EulerSolve provides an optimized solution for Project Euler Problem 486, Palindrome-containing Strings, with C++, Python, Java, and a step-by-step mathematical explanation.

Problem Summary For each \(n\), let \(A(n)\) be the number of binary strings of length \(n\) that avoid every palindromic substring of length at least \(5\). Then the number of length-\(n\) strings that do contain such a palindrome is \(2^n-A(n)\), and the cumulative function is $F_5(n)=\sum_{k=1}^{n}\left(2^k-A(k)\right).$ The required counting function is $D(L)=\#\left\{n\in\mathbb{Z}:5\le n\le L,\ F_5(n)\equiv 0 \pmod{87654321}\right\}.$ With \(L=10^{18}\), direct enumeration is hopeless. The implementations instead convert the problem into a periodic congruence in one auxiliary variable. Mathematical Approach The solution first counts palindrome-avoiding strings of one exact length, then turns that count into a closed form for \(F_5(n)\), and finally solves a modular periodicity problem. Step 1: Reduce the Forbidden Patterns to Lengths 5 and 6 A binary string contains a palindrome of length at least \(5\) if and only if it contains a palindrome of length exactly \(5\) or exactly \(6\). Every odd palindrome of length at least \(5\) has a centered palindrome of length \(5\), and every even palindrome of length at least \(6\) has a centered palindrome of length \(6\). So the avoidance problem is equivalent to forbidding only these two local patterns. Step 2: Count Exact-Length Avoiders with a Finite-State DP Let \(A(n)\) be the number of valid length-\(n\) strings....

Detailed mathematical approach

Problem Summary

For each \(n\), let \(A(n)\) be the number of binary strings of length \(n\) that avoid every palindromic substring of length at least \(5\). Then the number of length-\(n\) strings that do contain such a palindrome is \(2^n-A(n)\), and the cumulative function is

$F_5(n)=\sum_{k=1}^{n}\left(2^k-A(k)\right).$

The required counting function is

$D(L)=\#\left\{n\in\mathbb{Z}:5\le n\le L,\ F_5(n)\equiv 0 \pmod{87654321}\right\}.$

With \(L=10^{18}\), direct enumeration is hopeless. The implementations instead convert the problem into a periodic congruence in one auxiliary variable.

Mathematical Approach

The solution first counts palindrome-avoiding strings of one exact length, then turns that count into a closed form for \(F_5(n)\), and finally solves a modular periodicity problem.

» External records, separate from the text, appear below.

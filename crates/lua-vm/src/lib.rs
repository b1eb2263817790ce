//! `lua-vm`: register-based virtual machine that executes Lua 5.3 function
//! templates built with `lua-core`.
//!
//! ```ignore
//! let mut vm = Vm::new();
//! vm.load(proto);
//! let results = vm.run()?;
//! ```

pub mod arith;
pub mod compare;
pub mod config;
mod dispatch;
mod frame;
pub mod stdlib;
pub mod vm;

pub use config::VmConfig;
pub use vm::Vm;
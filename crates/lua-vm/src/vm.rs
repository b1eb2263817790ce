use crate::arith::{self, ArithOp};
use crate::compare;
use crate::config::VmConfig;
use crate::frame::Frame;
use crate::stdlib;
use lua_core::{
    Closure, FrameId, LuaClosure, LuaError, LuaResult, LuaTable, LuaValue, NativeFn,
    NativeFunction, Proto, State, TableRef, Upvalue, UpvalueState,
};
use std::cell::RefCell;
use std::rc::Rc;
use tracing::{debug, trace, warn};

// ── VM ────────────────────────────────────────────────────────────────────────

/// Register-based virtual machine that executes Lua 5.3 bytecode.
///
/// Each Lua call runs in its own [`Frame`]; a `CALL` instruction recurses into
/// [`Vm::call_value`], so the Rust stack mirrors the Lua call stack.
pub struct Vm {
    frames: Vec<Frame>,
    globals: TableRef,
    /// Metatable shared by every non-table value.
    default_meta: TableRef,
    config: VmConfig,
    next_serial: u64,
    /// Host functions currently running, counted against the depth limit.
    native_depth: usize,
}
impl Vm {
    pub(crate) fn dispatch(&mut self, op: OpCode, i: Instruction) -> LuaResult<()> {
        match op {
            // ── Loads ─────────────────────────────────────────────────────────
            OpCode::Move => {
                let (a, b, _) = i.abc();
                let v = self.reg(b as usize);
                self.set_reg(a, v);
            }
            OpCode::LoadK => {
                let (a, bx) = i.abx();
                let v = self.constant(bx as usize)?;
                self.set_reg(a, v);
            }
            OpCode::LoadKx => {
                let a = i.a();
                let ax = self.fetch_extra_arg()?;
                let v = self.constant(ax as usize)?;
                self.set_reg(a, v);
            }
            OpCode::LoadBool => {
                let (a, b, c) = i.abc();
                self.set_reg(a, LuaValue::Boolean(b != 0));
                if c != 0 {
                    self.skip();
                }
            }
            OpCode::LoadNil => {
                let (a, b, _) = i.abc();
                for r in a..=a + b as usize {
                    self.set_reg(r, LuaValue::Nil);
                }
            }

            // ── Upvalues ──────────────────────────────────────────────────────
            OpCode::GetUpval => {
                let (a, b, _) = i.abc();
                let v = self.upvalue_get(b as usize)?;
                self.set_reg(a, v);
            }
            OpCode::SetUpval => {
                let (a, b, _) = i.abc();
                let v = self.reg(a);
                self.upvalue_set(b as usize, v)?;
            }
            OpCode::GetTabUp => {
                let (a, b, c) = i.abc();
                let t = self.upvalue_get(b as usize)?;
                let key = self.rk(c)?;
                let v = self.get_table(&t, &key)?;
                self.set_reg(a, v);
            }
            OpCode::SetTabUp => {
                let (a, b, c) = i.abc();
                let t = self.upvalue_get(a)?;
                let key = self.rk(b)?;
                let v = self.rk(c)?;
                self.set_table(t, key, v)?;
            }

            // ── Tables ────────────────────────────────────────────────────────
            OpCode::GetTable => {
                let (a, b, c) = i.abc();
                let t = self.reg(b as usize);
                let key = self.rk(c)?;
                let v = self.get_table(&t, &key)?;
                self.set_reg(a, v);
            }
            OpCode::SetTable => {
                let (a, b, c) = i.abc();
                let t = self.reg(a);
                let key = self.rk(b)?;
                let v = self.rk(c)?;
                self.set_table(t, key, v)?;
            }
            OpCode::NewTable => {
                let (a, b, c) = i.abc();
                let t = LuaTable::with_capacity(fb2int(b), fb2int(c));
                self.set_reg(a, LuaValue::Table(Rc::new(RefCell::new(t))));
            }
            OpCode::SelfOp => {
                let (a, b, c) = i.abc();
                let obj = self.reg(b as usize);
                let key = self.rk(c)?;
                self.set_reg(a + 1, obj.clone());
                let method = self.get_table(&obj, &key)?;
                self.set_reg(a, method);
            }
            OpCode::SetList => self.op_setlist(i)?,

            // ── Arithmetic ────────────────────────────────────────────────────
            OpCode::Add => self.binary_arith(i, ArithOp::Add)?,
            OpCode::Sub => self.binary_arith(i, ArithOp::Sub)?,
            OpCode::Mul => self.binary_arith(i, ArithOp::Mul)?,
            OpCode::Mod => self.binary_arith(i, ArithOp::Mod)?,
            OpCode::Pow => self.binary_arith(i, ArithOp::Pow)?,
            OpCode::Div => self.binary_arith(i, ArithOp::Div)?,
            OpCode::IDiv => self.binary_arith(i, ArithOp::IDiv)?,
            OpCode::BAnd => self.binary_arith(i, ArithOp::BAnd)?,
            OpCode::BOr => self.binary_arith(i, ArithOp::BOr)?,
            OpCode::BXor => self.binary_arith(i, ArithOp::BXor)?,
            OpCode::Shl => self.binary_arith(i, ArithOp::Shl)?,
            OpCode::Shr => self.binary_arith(i, ArithOp::Shr)?,
            OpCode::Unm => self.unary_arith(i, ArithOp::Unm)?,
            OpCode::BNot => self.unary_arith(i, ArithOp::BNot)?,
            OpCode::Not => {
                let (a, b, _) = i.abc();
                let v = self.reg(b as usize);
                self.set_reg(a, LuaValue::Boolean(!v.is_truthy()));
            }
            OpCode::Len => {
                let (a, b, _) = i.abc();
                let v = self.reg(b as usize);
                let n = self.length(&v)?;
                self.set_reg(a, n);
            }
            OpCode::Concat => {
                let (a, b, c) = i.abc();
                let mut acc = self.reg(c as usize);
                for r in (b as usize..c as usize).rev() {
                    let lhs = self.reg(r);
                    acc = self.concat(&lhs, &acc)?;
                }
                self.set_reg(a, acc);
            }

            // ── Comparison and tests ──────────────────────────────────────────
            OpCode::Eq | OpCode::Lt | OpCode::Le => {
                let (a, b, c) = i.abc();
                let lhs = self.rk(b)?;
                let rhs = self.rk(c)?;
                let result = match op {
                    OpCode::Eq => self.equals(&lhs, &rhs)?,
                    OpCode::Lt => self.less_than(&lhs, &rhs)?,
                    _ => self.less_equal(&lhs, &rhs)?,
                };
                if result != (a != 0) {
                    self.skip();
                }
            }
            OpCode::Test => {
                let (a, _, c) = i.abc();
                if self.reg(a).is_truthy() != (c != 0) {
                    self.skip();
                }
            }
            OpCode::TestSet => {
                let (a, b, c) = i.abc();
                let v = self.reg(b as usize);
                if v.is_truthy() == (c != 0) {
                    self.set_reg(a, v);
                } else {
                    self.skip();
                }
            }

            // ── Control flow ──────────────────────────────────────────────────
            OpCode::Jmp => {
                let (a, sbx) = i.asbx();
                self.jump(sbx);
                if a != 0 {
                    self.frame_mut().close_upvalues(a - 1);
                }
            }
            OpCode::ForPrep => self.op_forprep(i)?,
            OpCode::ForLoop => self.op_forloop(i)?,
            OpCode::TForCall => {
                let (a, _, c) = i.abc();
                let func = self.reg(a);
                let args = vec![self.reg(a + 1), self.reg(a + 2)];
                let results = self.call_value(func, args)?;
                self.store_results(a + 3, c as usize + 1, results);
            }
            OpCode::TForLoop => {
                let (a, sbx) = i.asbx();
                let control = self.reg(a + 1);
                if !control.is_nil() {
                    self.set_reg(a, control);
                    self.jump(sbx);
                }
            }

            // ── Function calls ────────────────────────────────────────────────
            // Tail calls run as ordinary calls followed by the RETURN the
            // compiler always emits after them.
            OpCode::Call | OpCode::TailCall => {
                let (a, b, c) = i.abc();
                let func = self.reg(a);
                let args = self.collect_args(a + 1, b);
                let results = self.call_value(func, args)?;
                self.store_results(a, c as usize, results);
            }
            OpCode::Return => {
                let (a, b, _) = i.abc();
                let frame = self.frame_mut();
                let end = if b == 0 { frame.top } else { a + b as usize - 1 };
                let results = (a..end).map(|r| frame.get(r)).collect();
                frame.results = results;
            }
            OpCode::Closure => {
                let (a, bx) = i.abx();
                let proto = self
                    .frame()
                    .proto
                    .protos
                    .get(bx as usize)
                    .cloned()
                    .ok_or_else(|| LuaError::Bytecode(format!("prototype {bx} out of range")))?;
                let upvalues = self.capture_upvalues(&proto)?;
                let closure = Closure::Lua(LuaClosure::new(proto, upvalues));
                self.set_reg(a, LuaValue::Function(Rc::new(closure)));
            }
            OpCode::VarArg => {
                let (a, b, _) = i.abc();
                let frame = self.frame_mut();
                let n = if b == 0 { frame.varargs.len() } else { b as usize - 1 };
                let values: Vec<LuaValue> = (0..n)
                    .map(|k| frame.varargs.get(k).cloned().unwrap_or_default())
                    .collect();
                frame.set_range(a, values);
                if b == 0 {
                    frame.top = a + n;
                }
            }
            OpCode::ExtraArg => {
                return Err(LuaError::Bytecode("EXTRAARG without a preceding opcode".into()));
            }
        }
        Ok(())
    }

    // ── Operand helpers ───────────────────────────────────────────────────────

    /// Skip the next instruction.
    fn skip(&mut self) {
        self.frame_mut().pc += 1;
    }

    fn jump(&mut self, sbx: i32) {
        let frame = self.frame_mut();
        frame.pc = (frame.pc as i64 + sbx as i64) as usize;
    }

    /// Consume the `EXTRAARG` that must follow the current instruction.
    fn fetch_extra_arg(&mut self) -> LuaResult<u32> {
        let frame = self.frame_mut();
        let next = frame.proto.code.get(frame.pc).copied();
        match next {
            Some(inst) if inst.opcode() == Some(OpCode::ExtraArg) => {
                frame.pc += 1;
                Ok(inst.ax())
            }
            _ => Err(LuaError::Bytecode("expected EXTRAARG".into())),
        }
    }

    /// Arguments in registers `base..`: `b - 1` of them, or up to `top` when
    /// `b` is zero.
    fn collect_args(&self, base: usize, b: u32) -> Vec<LuaValue> {
        let frame = self.frame();
        let end = if b == 0 { frame.top } else { base + b as usize - 1 };
        (base..end).map(|r| frame.get(r)).collect()
    }

    /// Place call results at `base`. `want == 0` keeps them all and moves `top`
    /// past the last; otherwise exactly `want - 1` are stored, padded with nil.
    fn store_results(&mut self, base: usize, want: usize, results: Vec<LuaValue>) {
        let frame = self.frame_mut();
        if want == 0 {
            frame.top = base + results.len();
            frame.set_range(base, results);
        } else {
            let n = want - 1;
            let padded = results.into_iter().chain(std::iter::repeat(LuaValue::Nil)).take(n);
            frame.set_range(base, padded);
            frame.top = base + n;
        }
    }

    fn binary_arith(&mut self, i: Instruction, op: ArithOp) -> LuaResult<()> {
        let (a, b, c) = i.abc();
        let lhs = self.rk(b)?;
        let rhs = self.rk(c)?;
        let v = self.arith(op, &lhs, &rhs)?;
        self.set_reg(a, v);
        Ok(())
    }

    fn unary_arith(&mut self, i: Instruction, op: ArithOp) -> LuaResult<()> {
        let (a, b, _) = i.abc();
        let operand = self.reg(b as usize);
        let v = self.arith(op, &operand, &operand)?;
        self.set_reg(a, v);
        Ok(())
    }

    // ── Table construction ────────────────────────────────────────────────────

    fn op_setlist(&mut self, i: Instruction) -> LuaResult<()> {
        let (a, b, c) = i.abc();
        // Batches count from 1 in both C and the EXTRAARG word.
        let batch = match c {
            0 => match self.fetch_extra_arg()?.checked_sub(1) {
                Some(n) => n as usize,
                None => return Err(LuaError::Bytecode("SETLIST batch 0".into())),
            },
            c => c as usize - 1,
        };
        let frame = self.frame();
        let n = if b == 0 {
            frame.top.saturating_sub(a + 1)
        } else {
            b as usize
        };
        let LuaValue::Table(t) = frame.get(a) else {
            return Err(LuaError::Bytecode("SETLIST target is not a table".into()));
        };
        let values: Vec<LuaValue> = (1..=n).map(|j| frame.get(a + j)).collect();
        let base = batch * LFIELDS_PER_FLUSH;
        let mut t = t.borrow_mut();
        for (j, v) in values.into_iter().enumerate() {
            t.set_int((base + j + 1) as i64, v);
        }
        Ok(())
    }

    // ── Numeric for ───────────────────────────────────────────────────────────

    /// Prepare `R(A)`..`R(A+2)` (index, limit, step) and jump to the loop test.
    /// The loop is integral when the initial value and step are integers; its
    /// limit slot then holds the number of iterations left, so the index
    /// never has to step past the limit.
    fn op_forprep(&mut self, i: Instruction) -> LuaResult<()> {
        let (a, sbx) = i.asbx();
        let init = self.reg(a);
        let limit = self.reg(a + 1);
        let step = self.reg(a + 2);
        if let (LuaValue::Integer(init), LuaValue::Integer(step)) = (&init, &step) {
            let (init, step) = (*init, *step);
            if step == 0 {
                return Err(LuaError::Runtime("'for' step is zero".into()));
            }
            let count = for_limit(&limit, step)?.map_or(0, |limit| iteration_count(init, limit, step));
            self.set_reg(a, LuaValue::Integer(init.wrapping_sub(step)));
            self.set_reg(a + 1, LuaValue::Integer(count as i64));
        } else {
            let Some(limit) = limit.to_float() else {
                return Err(LuaError::Runtime("'for' limit must be a number".into()));
            };
            let Some(step) = step.to_float() else {
                return Err(LuaError::Runtime("'for' step must be a number".into()));
            };
            let Some(init) = init.to_float() else {
                return Err(LuaError::Runtime("'for' initial value must be a number".into()));
            };
            if step == 0.0 {
                return Err(LuaError::Runtime("'for' step is zero".into()));
            }
            self.set_reg(a, LuaValue::Float(init - step));
            self.set_reg(a + 1, LuaValue::Float(limit));
            self.set_reg(a + 2, LuaValue::Float(step));
        }
        self.jump(sbx);
        Ok(())
    }

    /// Advance the index; while within the limit, copy it to `R(A+3)` and
    /// jump back into the body.
    fn op_forloop(&mut self, i: Instruction) -> LuaResult<()> {
        let (a, sbx) = i.asbx();
        let next = match (self.reg(a), self.reg(a + 1), self.reg(a + 2)) {
            (LuaValue::Integer(idx), LuaValue::Integer(left), LuaValue::Integer(step)) => {
                // `left` is an unsigned count stored in an integer slot.
                match (left as u64).checked_sub(1) {
                    Some(rest) => {
                        self.set_reg(a + 1, LuaValue::Integer(rest as i64));
                        Some(LuaValue::Integer(idx.wrapping_add(step)))
                    }
                    None => None,
                }
            }
            (LuaValue::Float(idx), LuaValue::Float(limit), LuaValue::Float(step)) => {
                let n = idx + step;
                let continues = if step > 0.0 { n <= limit } else { limit <= n };
                continues.then_some(LuaValue::Float(n))
            }
            _ => return Err(LuaError::Bytecode("FORLOOP without FORPREP".into())),
        };
        if let Some(n) = next {
            self.set_reg(a, n.clone());
            self.set_reg(a + 3, n);
            self.jump(sbx);
        }
        Ok(())
    }
}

Step 1: Reduce the Forbidden Patterns to Lengths 5 and 6

A binary string contains a palindrome of length at least \(5\) if and only if it contains a palindrome of length exactly \(5\) or exactly \(6\).

Every odd palindrome of length at least \(5\) has a centered palindrome of length \(5\), and every even palindrome of length at least \(6\) has a centered palindrome of length \(6\). So the avoidance problem is equivalent to forbidding only these two local patterns.

Step 2: Count Exact-Length Avoiders with a Finite-State DP

Let \(A(n)\) be the number of valid length-\(n\) strings. When a new bit \(x\) is appended, only suffixes ending at that new bit can create a new forbidden palindrome, so it is enough to remember the last five bits.

If the previous suffix is \(b_1b_2b_3b_4b_5\), then appending \(x\) creates a forbidden palindrome of length \(5\) exactly when

$b_2=x \land b_3=b_5,$

and it creates one of length \(6\) exactly when

$b_1=x \land b_2=b_5 \land b_3=b_4.$

So after length \(5\), the process is a DP on at most \(32\) suffix states. The exact totals begin as

$A(5)=24,\quad A(6)=30,\quad A(7)=32,\quad A(8)=32,$

and from \(n=9\) onward the totals enter a stable period of length \(6\):

$A(9+6t+u)=a_u,\qquad (a_0,a_1,a_2,a_3,a_4,a_5)=(32,34,36,34,32,32).$

One complete six-step block therefore contributes

$a_0+a_1+a_2+a_3+a_4+a_5=200.$

Step 3: Sum Those Exact Counts to Obtain \(F_5(n)\)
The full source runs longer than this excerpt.